WASHINGTON -- Despite high expectations heading into Tuesday's election, independent candidates did not upend most of the competitive Senate and gubernatorial contests in which they had threatened to sway the outcome.
Support for third-party or independent candidates tends to drop off in the latter stages of a campaign, as their supporters realize they're not likely to win. However, candidates in a swath of races were polling with such high numbers ahead of Tuesday that various media outlets wondered whether they might scramble the terrain as the GOP attempted to flip the Senate.
Yet despite the pre-Election Day buzz, independent and third-party candidates ultimately didn't make as much of a difference this year as they did in, say, 2012, when libertarians provided the margin of victory for Democrats in two crucial Senate contests.
This year's highest-profile race for independent candidates was in Kansas, where Greg Orman disappointed Democrats who hoped that he would unseat Republican Sen. Pat Roberts and caucus with them. Ahead of the election, HuffPost Pollster's model had Orman gaining 45 percent of the vote, but in fact he fell short of that, dispelling Republican fears that they might lose a seat in a deep-red state.
Ronald Rapoport, a professor of American politics at the College of William and Mary, suggested that Orman's strategy of distancing himself from both parties hurt him in the end.
"There's a tipping point for independent candidates when they are not viewed as likely to win," Rapoport told The Huffington Post. "One problem is they're sort of in the middle, and that is a strategy that almost always leads to a diminution in their vote."
In South Dakota's Senate race, former Sen. Larry Pressler, who represented the state in Congress as a Republican for many years, took 17 percent of the vote running as an independent. Pressler finished third, behind Democrat Rick Weiland's 29 percent and former Republican Gov. Mike Rounds, who won with 50 percent. In a year in which Republican Senate candidates dominated, it's unclear whether Weiland would have beat Rounds even without Pressler on the ballot.
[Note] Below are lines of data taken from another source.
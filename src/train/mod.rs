pub mod early_stopping;
pub mod epoch_stats;
pub mod fit_parameters;
pub mod fit_results;
pub mod loop_fn;
pub mod moving_window;
pub mod train_config;
pub mod trainer;

pub use early_stopping::EarlyStopping;
pub use epoch_stats::EpochStats;
pub use fit_parameters::{DataPair, Dataset, FitParameters};
pub use fit_results::{FitResults, StopReason};
pub use moving_window::MovingWindow;
pub use train_config::{LossMonitor, QueryMode, TrainConfig};
pub use trainer::{fit, Trainer};
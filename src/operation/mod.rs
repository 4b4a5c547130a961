pub mod operation;

pub use operation::{Operation, OperationGradients, OperationTape, ParameterRole};
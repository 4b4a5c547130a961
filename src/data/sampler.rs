use rand::Rng;
use tracing::warn;

use crate::error::{Error, Result};
use crate::math::matrix::Matrix;
use crate::train::fit_parameters::{DataPair, Dataset};

/// Generates `x -> f(x)` regression data for a scalar function.
///
/// Training samples come from `[low, high)`. Test and validation samples come
/// from the range widened by `extension · (high - low)` on both sides, which
/// checks how the network extrapolates. Extended samples where `f` is not
/// finite are redrawn from the base range.
pub struct FunctionSampler<F> {
    function: F,
    low: f64,
    high: f64,
    extension: f64,
}

impl<F> FunctionSampler<F>
where
    F: Fn(f64) -> f64,
{
    pub fn new(function: F, low: f64, high: f64) -> Result<Self> {
        if !(low.is_finite() && high.is_finite() && low < high) {
            return Err(Error::InvalidConfig(format!(
                "sample range [{low}, {high}) is empty or not finite"
            )));
        }
        let sampler = FunctionSampler {
            function,
            low,
            high,
            extension: 0.0,
        };
        sampler.check_width(false)?;
        Ok(sampler)
    }

    pub fn with_extension(mut self, extension: f64) -> Result<Self> {
        if !(extension.is_finite() && extension >= 0.0) {
            return Err(Error::InvalidConfig(format!(
                "range extension must be a non-negative number, got {extension}"
            )));
        }
        self.extension = extension;
        self.check_width(true)?;
        Ok(self)
    }

    // Uniform sampling needs a finite width.
    fn check_width(&self, extended: bool) -> Result<()> {
        let (low, high) = self.range(extended);
        if (high - low).is_finite() {
            Ok(())
        } else {
            Err(Error::InvalidConfig(format!(
                "sample range [{low}, {high}) is too wide to sample from"
            )))
        }
    }

    fn range(&self, extended: bool) -> (f64, f64) {
        if extended {
            let margin = (self.high - self.low) * self.extension;
            (self.low - margin, self.high + margin)
        } else {
            (self.low, self.high)
        }
    }

    fn draw<R: Rng + ?Sized>(&self, extended: bool, rng: &mut R) -> Result<(f64, f64)> {
        let (low, high) = self.range(extended);
        let x = rng.gen_range(low..high);
        let y = (self.function)(x);
        if y.is_finite() {
            return Ok((x, y));
        }
        if !extended {
            return Err(Error::Domain(format!("f({x}) = {y} inside the base range")));
        }
        warn!("f({x}) = {y} outside the function's domain, resampling from the base range");
        self.draw(false, rng)
    }

    /// `count` samples as a `count x 1` input/output pair.
    pub fn sample<R: Rng + ?Sized>(&self, count: usize, extended: bool, rng: &mut R) -> Result<DataPair> {
        let mut xs = Vec::with_capacity(count);
        let mut ys = Vec::with_capacity(count);
        for _ in 0..count {
            let (x, y) = self.draw(extended, rng)?;
            xs.push(x);
            ys.push(y);
        }
        DataPair::new(Matrix::column(xs)?, Matrix::column(ys)?)
    }

    pub fn dataset<R: Rng + ?Sized>(
        &self,
        train: usize,
        test: usize,
        valid: usize,
        rng: &mut R,
    ) -> Result<Dataset> {
        Ok(Dataset::new(
            self.sample(train, false, rng)?,
            self.sample(test, true, rng)?,
            self.sample(valid, true, rng)?,
        ))
    }
}

#[cfg(test)]
mod tests {
    use test_log::test;

    use super::*;
    use rand::rngs::StdRng;
    use rand::SeedableRng;

    #[test]
    fn training_data_stays_in_base_range() {
        let sampler = FunctionSampler::new(|x: f64| 3.0 * x, -1.0, 1.0)
            .unwrap()
            .with_extension(0.5)
            .unwrap();
        let mut rng = StdRng::seed_from_u64(0);
        let dataset = sampler.dataset(50, 20, 20, &mut rng).unwrap();

        let train = dataset.train.inputs.to_vec();
        assert!(train.iter().all(|x| (-1.0..1.0).contains(x)));
        let test = dataset.test.inputs.to_vec();
        assert!(test.iter().all(|x| (-2.0..2.0).contains(x)));
        assert!(test.iter().any(|x| x.abs() > 1.0));
        for (x, y) in train.iter().zip(dataset.train.outputs.to_vec()) {
            assert!((3.0 * x - y).abs() < 1e-12);
        }
    }

    #[test]
    fn out_of_domain_extended_samples_fall_back() {
        let sampler = FunctionSampler::new(f64::sqrt, 0.0, 1.0)
            .unwrap()
            .with_extension(1.0)
            .unwrap();
        let mut rng = StdRng::seed_from_u64(1);
        let pair = sampler.sample(200, true, &mut rng).unwrap();
        assert!(pair.outputs.to_vec().iter().all(|y| y.is_finite()));
        assert!(pair.inputs.to_vec().iter().all(|&x| x >= 0.0));
    }

    #[test]
    fn base_range_domain_errors_propagate() {
        let sampler = FunctionSampler::new(f64::ln, -2.0, -1.0).unwrap();
        let mut rng = StdRng::seed_from_u64(2);
        assert!(matches!(
            sampler.sample(3, false, &mut rng),
            Err(Error::Domain(_))
        ));
    }

    #[test]
    fn rejects_bad_ranges() {
        assert!(FunctionSampler::new(|x: f64| x, 1.0, 1.0).is_err());
        assert!(FunctionSampler::new(|x: f64| x, 0.0, f64::INFINITY).is_err());
        assert!(FunctionSampler::new(|x: f64| x, 0.0, 1.0)
            .unwrap()
            .with_extension(-0.1)
            .is_err());
    }

    #[test]
    fn rejects_ranges_too_wide_to_sample() {
        assert!(matches!(
            FunctionSampler::new(|x: f64| x, -1e308, 1e308),
            Err(Error::InvalidConfig(_))
        ));

        let wide = FunctionSampler::new(|x: f64| x, 0.0, 1e308).unwrap();
        assert!(matches!(wide.with_extension(1.0), Err(Error::InvalidConfig(_))));

        let sampler = FunctionSampler::new(|x: f64| x, 0.0, 1e307)
            .unwrap()
            .with_extension(0.5)
            .unwrap();
        let mut rng = StdRng::seed_from_u64(3);
        assert_eq!(sampler.sample(4, true, &mut rng).unwrap().rows(), 4);
    }
}
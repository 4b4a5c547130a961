pub mod sampler;

pub use sampler::FunctionSampler;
A similar dynamic played out in Maine's gubernatorial race, where Republican Gov. Paul LePage beat Democratic Rep. Michael Michaud 48 percent to 43 percent. Independent candidate Eliot Cutler trailed with 8 percent of the vote.
Cutler had held a news conference last week where he urged his supporters to "vote their conscience" if they thought he couldn't win, and the state's independent Sen. Angus King switched his endorsement from Cutler to Michaud ahead of the Tuesday vote. Yet the Democrat ultimately wasn't able to unseat one of the nation's least popular governors.
"Cutler made a very ambiguous statement" in telling his supporters to vote their conscience, said Kenneth Palmer, professor emeritus of political science at the University of Maine. "I think a lot of people, including myself, thought that would put Michaud in a very good position. LePage's support was probably deeper than we realized. Probably, more of Cutler's supporters went over to LePage than was earlier thought."
"It's a possibility that LePage could have won even if Cutler was out of the race," Palmer suggested.
In North Carolina, state House Speaker Thom Tillis (R) unseated Sen. Kay Hagan (D) by a margin of less than what marijuana-smoking libertarian pizza deliveryman Sean Haugh received. The American Future Fund, a conservative group without a history of advocating for marijuana legalization, ran pro-Haugh ads in the waning days of the race, presumably in an effort to steal youth votes from Hagan. And the Democratic senator did indeed experience a steep drop-off among young voters as compared to 2008.
Mac McCorkle, a onetime Democratic strategist for former North Carolina Govs. Bev Perdue and Mike Easley and now an associate professor at Duke's Sanford School of Public Policy, argued that Haugh's actual impact on the race appeared to be negligible.
"It doesn't look like he turned out to be a factor," McCorkle told HuffPost. "When you get to 2 and 3 percent among these independent candidates, it's a little hard to tell where those votes are actually coming from."
"Hagan's more overwhelming problem was lack of youth turnout," McCorkle added. "The real question was, 'Was Hagan going to defy gravity?' And she almost did."
One electoral success for independent candidates was in Alaska, where a unity ticket consisting of independent Bill Walker and Democrat Byron Mallot beat Republican Gov. Sean Parnell. That race, however, was complicated by former Alaska Gov. Sarah Palin's endorsement of Walker's campaign and the Democratic Party's decision not to field a candidate.
In Virginia's Senate contest, which Republican Ed Gillespie conceded to Democratic Sen. Mark Warner on Friday, the precise impact of the independent candidate appears murky. Independent Robert Sarvis got 2.5 percent of the vote, a greater amount than the 0.8 percent separating Warner and Gillespie as of Friday. Sarvis' supporters were evenly split between those who identify as conservative, moderate and liberal in an NBC News exit poll, but it does appear that more of his support came from Republicans than Democrats. Gillespie may have reason to wonder whether he would have beaten Warner had Sarvis not been a factor.